Proposal on Algo Trading: SEBI
- 18 Dec 2021
- 8 min read
Why in News
Recently, the Securities and Exchange Board of India (SEBI) has issued a discussion paper on regulating Algorithmic or Algo Trading, or trades generated out of automatic execution and logic.
- Almost everything in the digital world is based on algorithms. Algorithms leverage user data, behaviour and usage patterns, and take in pre-specified instructions to achieve certain goals.
- Algo trading refers to orders generated at superfast speed by the use of advanced mathematical models that involve automated execution of trade.
- Even a split-second faster access is considered capable of bringing huge gains to a trader.
- The algo trading system automatically monitors the live stock prices and initiates an order when the given criteria are met.
- This frees the trader from having to monitor live stock prices and initiate manual order placement.
- It’s like asking a broker to buy or sell shares at a specific time or at a certain price, except that algorithmic trading is faster – computers analyse a lot more data than a human can in a given time and have less scope for error.
- Also, significant price changes can be avoided because orders are executed within seconds.
- Thus, investors can execute more trades faster since less time is required to manually monitor, select, buy, sell, initiate order placements and so on.
- SEBI’s Proposal:
- Regulating Framework: There is a need to create a regulatory framework for algo trading.
- Algo-Order: All orders emanating from an APIs (Application Programming Interface), should be treated as an algo order and be subject to control by stock broker and the APIs to carry out algo trading should be tagged with the unique algo ID provided by the stock exchange granting approval for the algo.
- An API is an interface that can be used to program software that interacts with an existing application.
- Exchange Approval: Each algo strategy, whether used by broker or client, has to be approved by exchange and as is the current practice, each algo strategy has to be certified by Certified Information Systems Auditor (CISA)/ Diploma in Information System Audit (DISA) auditors.
- Algo-ID: Stock exchanges have to develop a system to ensure that only those algos which are approved by the exchange and having unique algo ID provided by the Exchange are being deployed.
- Broker to Control Client Orders: All algos developed by any entity have to run on the servers of brokers wherein the broker has control of client orders, order confirmations and margin information.
- Authentication: Two factor authentication should be built in every such system which provides access to an investor for any API/algo trade.
- SEBI’s Concern:
- Risk To Market: Unregulated and unapproved algos pose a risk to the market and can be misused for systematic market manipulation as well as to lure the retail investors by guaranteeing them higher returns.

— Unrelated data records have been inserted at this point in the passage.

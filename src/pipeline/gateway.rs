//! Provider gateway: drive the extraction chain with retry and fallback.
//!
//! The chain is an ordered list of provider adapters, each with its own
//! retry budget. The gateway walks the list, stops at the first success, and
//! — on total exhaustion — reports an aggregated failure naming every
//! attempt's reason, so the diagnostics for the primary chain are never
//! masked by the fallback's last error.
//!
//! ## Retry Strategy
//!
//! HTTP 429 / 503 and timeouts are transient and frequent under concurrent
//! load. Exponential backoff (`base * 2^(attempt-1)`, capped) avoids
//! thundering-herd: with the 1 s base and 3 attempts the wait sequence is
//! 1 s → 2 s, totalling < 4 s of back-off per provider.
//!
//! Backoff sleeps block only the worker driving this document; unrelated
//! documents in the batch keep flowing.
//!
//! ## Failure semantics
//!
//! Any error returned by [`ProviderChain::extract`] is terminal for the
//! current document — there is no retry loop above the gateway.

use crate::config::RetryPolicy;
use crate::error::ExtractError;
use crate::model::TokenUsage;
use crate::provider::ExtractionProvider;
use edgequake_llm::ImageData;
use std::sync::atomic::{AtomicBool, Ordering};
use std::sync::Arc;
use std::time::{Duration, Instant};
use tokio::time::sleep;
use tracing::{debug, info, warn};

/// Cooperative cancellation handle.
///
/// Honoured at "do not start a new attempt / document" granularity: an
/// in-flight provider call is never torn down, which avoids half-completed
/// requests counting against rate limits for nothing.
#[derive(Debug, Clone, Default)]
pub struct Shutdown(Arc<AtomicBool>);

impl Shutdown {
    pub fn new() -> Self {
        Self::default()
    }

    /// Request shutdown. Idempotent; visible to every clone of this handle.
    pub fn request(&self) {
        self.0.store(true, Ordering::SeqCst);
    }

    pub fn is_requested(&self) -> bool {
        self.0.load(Ordering::SeqCst)
    }
}

/// One provider plus its retry budget.
pub struct ChainLink {
    pub provider: Arc<dyn ExtractionProvider>,
    pub retry: RetryPolicy,
}

/// Uniform response envelope for a successful extraction call.
#[derive(Debug, Clone)]
pub struct ProviderResponse {
    /// Raw textual payload from the provider.
    pub text: String,
    /// Identifier of the provider that ultimately succeeded.
    pub provider: String,
    /// Token counts, when reported.
    pub usage: Option<TokenUsage>,
    /// End-to-end gateway latency, including retries and backoff.
    pub latency_ms: u64,
}

/// The ordered provider chain for one pipeline.
pub struct ProviderChain {
    links: Vec<ChainLink>,
    attempt_timeout: Duration,
}

impl ProviderChain {
    pub fn new(links: Vec<ChainLink>, attempt_timeout: Duration) -> Self {
        ProviderChain {
            links,
            attempt_timeout,
        }
    }

    /// Provider identifiers in chain order, for logging and tests.
    pub fn provider_ids(&self) -> Vec<&str> {
        self.links.iter().map(|l| l.provider.id()).collect()
    }

    /// Submit the document to the chain.
    ///
    /// Every link receives the identical image sequence and prompt. Each
    /// link is retried up to its own budget before the next link is tried;
    /// a timeout counts against the budget exactly like a provider error.
    pub async fn extract(
        &self,
        images: &[ImageData],
        prompt: &str,
        shutdown: &Shutdown,
    ) -> Result<ProviderResponse, ExtractError> {
        let start = Instant::now();
        let mut failures: Vec<String> = Vec::new();

        'chain: for (chain_pos, link) in self.links.iter().enumerate() {
            let provider_id = link.provider.id();
            if chain_pos > 0 {
                warn!(
                    provider = provider_id,
                    "previous chain exhausted, falling back"
                );
            }

            let mut attempt_failures: Vec<String> = Vec::new();

            for attempt in 1..=link.retry.max_attempts {
                if shutdown.is_requested() {
                    attempt_failures.push("shutdown requested; remaining attempts skipped".into());
                    failures.push(summarise(provider_id, &attempt_failures));
                    break 'chain;
                }

                let delay = link.retry.delay_before(attempt);
                if !delay.is_zero() {
                    warn!(
                        provider = provider_id,
                        attempt,
                        max = link.retry.max_attempts,
                        backoff_ms = delay.as_millis() as u64,
                        "retrying after backoff"
                    );
                    sleep(delay).await;
                }

                match link.provider.call(images, prompt, self.attempt_timeout).await {
                    Ok(reply) => {
                        let latency_ms = start.elapsed().as_millis() as u64;
                        info!(
                            provider = provider_id,
                            attempt, latency_ms, "extraction call succeeded"
                        );
                        return Ok(ProviderResponse {
                            text: reply.text,
                            provider: provider_id.to_string(),
                            usage: reply.usage,
                            latency_ms,
                        });
                    }
                    Err(e) => {
                        debug!(provider = provider_id, attempt, error = %e, "attempt failed");
                        attempt_failures.push(format!("attempt {attempt}: {e}"));
                    }
                }
            }

            failures.push(summarise(provider_id, &attempt_failures));
        }

        warn!(
            chains = failures.len(),
            "every provider chain exhausted"
        );
        Err(ExtractError::ProvidersExhausted { failures })
    }
}

/// One line per chain: provider id plus every attempt's reason.
fn summarise(provider_id: &str, attempt_failures: &[String]) -> String {
    format!("{provider_id}: {}", attempt_failures.join("; "))
}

- Identity Issue: Currently, exchanges approve algos submitted by brokers. However, for algos deployed by retail investors using APIs neither the exchanges nor the brokers can identify if a trade emanating from the API link is an algo or a non-algo trade.
- No Redressal Mechanism: Potential losses in case of a failed algo strategy could be huge for retail investors since third-party algo providers are unregulated and there is no investor grievance redressal mechanism in place.
- Protection of Retail Investors: It will ensure that the interest of retail investors is protected and it will boost investors’ confidence to undertake algo trading.
- Curb on Price Manipulation: With a set of rules in place, there won’t be any price manipulations and the investors will not incur any heavy losses in the process.
- Empowerment of Brokers: Additionally, it might be a blessing in disguise for brokers to scale up their technological prowess and expand their clientele.
- Market Concerns:
- Makes Process Tedious: Algo trading will deepen the stock markets and aid retail investors who are not full-time engaged in stock trading. However, as getting the requisite permission from the stock exchanges is a tedious process, brokers may have to stop using the API system.
- Negatively Impact Development of Market: There’s a chance that investors might shift to some other system if API is not allowed, putting restrictions will impact development of the market.
Function of Application Programming Interface
- Many brokers in India have started providing API access to their clients which establishes an online connection between a data provider (stock broker) and an end-user (client).
- API access enables the investors to use a third-party application that suits their feature needs or investors who have technological capabilities to build their own front-end features.
- These third-party applications help an investor analyse market data or back-test a trading or investment strategy. These APIs are being used by the investors for automating their trades.
- Presently, though the broker can identify the orders emanating from an API, they are unable to differentiate between an algo and non-algo order emanating from an API.
- Regulations govern and work towards eliminating any threats to that particular market. But in doing so, it has to often stifle innovation and keep checks in place to avoid malpractices or misuse.
- It is essential that regulators are well versed in the operation of algorithms and have the flexibility to be able to engage in new legislation where required.